Is thermosensor DesK a bifunctional protein having kinase and channel activities?

CYBULSKI LARISA ESTEFANÍA

Valparaíso

Congreso; VIII congreso Iberoamericano de Biofísica- XI Reunión Annual Sociedad Chilena de Neurociencias-; 2013

Sociedad Chilena de Neurociencias

DesK is involved in detecting temperature changes in Bacillus subtillis. At low temperatures it behaves as a kinase, phosphorylating the response regulator DesR, which in turn activates expression of a desaturase, thereby regulating membrane fluidity. We designed a chimerical protein in which both sensing and transmission of DesK(which has five transmembrane segments), were captured into one single chimerical transmembrane segment (MS-DesK). Employing genetics, biophysical and molecular biology tools, we found that both the N-terminus and the C-terminus of DesK and MS-DesK have motifs that render DesK sensitive to membrane thickness and interfacial hydration, which would in turn depend upon temperature changes. Both motifs must interact to form the trigger.
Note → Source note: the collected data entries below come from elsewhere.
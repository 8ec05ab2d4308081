//! Bearer token storage.
//!
//! The token is opaque: it is written by login/register, read before every
//! authenticated request, and removed on logout. It is never expired
//! client-side. When a file path is configured the token survives restarts.

use crate::constants::{APP_NAME, TOKEN_FILE_NAME};
use anyhow::{Context, Result};
use std::path::{Path, PathBuf};
use std::sync::{Arc, Mutex};

/// Shared handle to the current bearer token.
#[derive(Debug, Clone, Default)]
pub struct TokenStore {
    token: Arc<Mutex<Option<String>>>,
    path: Option<PathBuf>,
}

impl TokenStore {
    /// A store that only lives as long as the process.
    pub fn in_memory() -> Self {
        Self::default()
    }

    /// A store backed by `path`, preloaded with the token found there.
    pub fn persistent<P: AsRef<Path>>(path: P) -> Result<Self> {
        let path = path.as_ref().to_path_buf();
        let token = if path.exists() {
            let content = std::fs::read_to_string(&path)
                .with_context(|| format!("Failed to read token file: {}", path.display()))?;
            Some(content.trim().to_string()).filter(|t| !t.is_empty())
        } else {
            None
        };

        Ok(Self {
            token: Arc::new(Mutex::new(token)),
            path: Some(path),
        })
    }

    /// Default token file location in the user's data directory
    pub fn default_path() -> Result<PathBuf> {
        dirs::data_dir()
            .ok_or_else(|| anyhow::anyhow!("Could not determine data directory"))
            .map(|dir| dir.join(APP_NAME).join(TOKEN_FILE_NAME))
    }

    /// Current token, if any
    pub fn load(&self) -> Option<String> {
        self.token.lock().ok().and_then(|guard| guard.clone())
    }

    pub fn is_authenticated(&self) -> bool {
        self.load().is_some()
    }

    /// Replace the token, persisting it when file-backed.
    ///
    /// The in-memory token is updated even if the file cannot be written.
    pub fn save(&self, token: &str) -> Result<()> {
        if let Ok(mut guard) = self.token.lock() {
            *guard = Some(token.to_string());
        }
        if let Some(path) = &self.path {
            if let Some(parent) = path.parent() {
                std::fs::create_dir_all(parent)
                    .with_context(|| format!("Failed to create token directory: {}", parent.display()))?;
            }
            std::fs::write(path, token).with_context(|| format!("Failed to write token file: {}", path.display()))?;
        }
        Ok(())
    }

    /// Forget the token
    pub fn clear(&self) -> Result<()> {
        if let Ok(mut guard) = self.token.lock() {
            *guard = None;
        }
        if let Some(path) = &self.path {
            if path.exists() {
                std::fs::remove_file(path)
                    .with_context(|| format!("Failed to remove token file: {}", path.display()))?;
            }
        }
        Ok(())
    }
}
Our proposed mechanism of thermal regulation holds true for both, the full length DesK and the Minimal sensor DesK. Then the emerging questions are : What is the role of the other transmembrane segments? Why were they conserved along evolution if they could have been replaced by only one TMS? Our hypothesis that DesK is a bifunctional protein with two separatable activities: i) a thermosensitive histidine kinase that responds to low temperatures activating desaturase expression and ii) an ion chanel. The idea that DesK could be also anion channel is reinforced by : i) the presence of several Ser and Thr residues in the TM region, ii) DesK has an cluster of charged resiudes at the interfacial region connecting the TMS with the catalytic domain conserved in several ion channels and iii) DesK activity is strongly influenced by salt concentrations.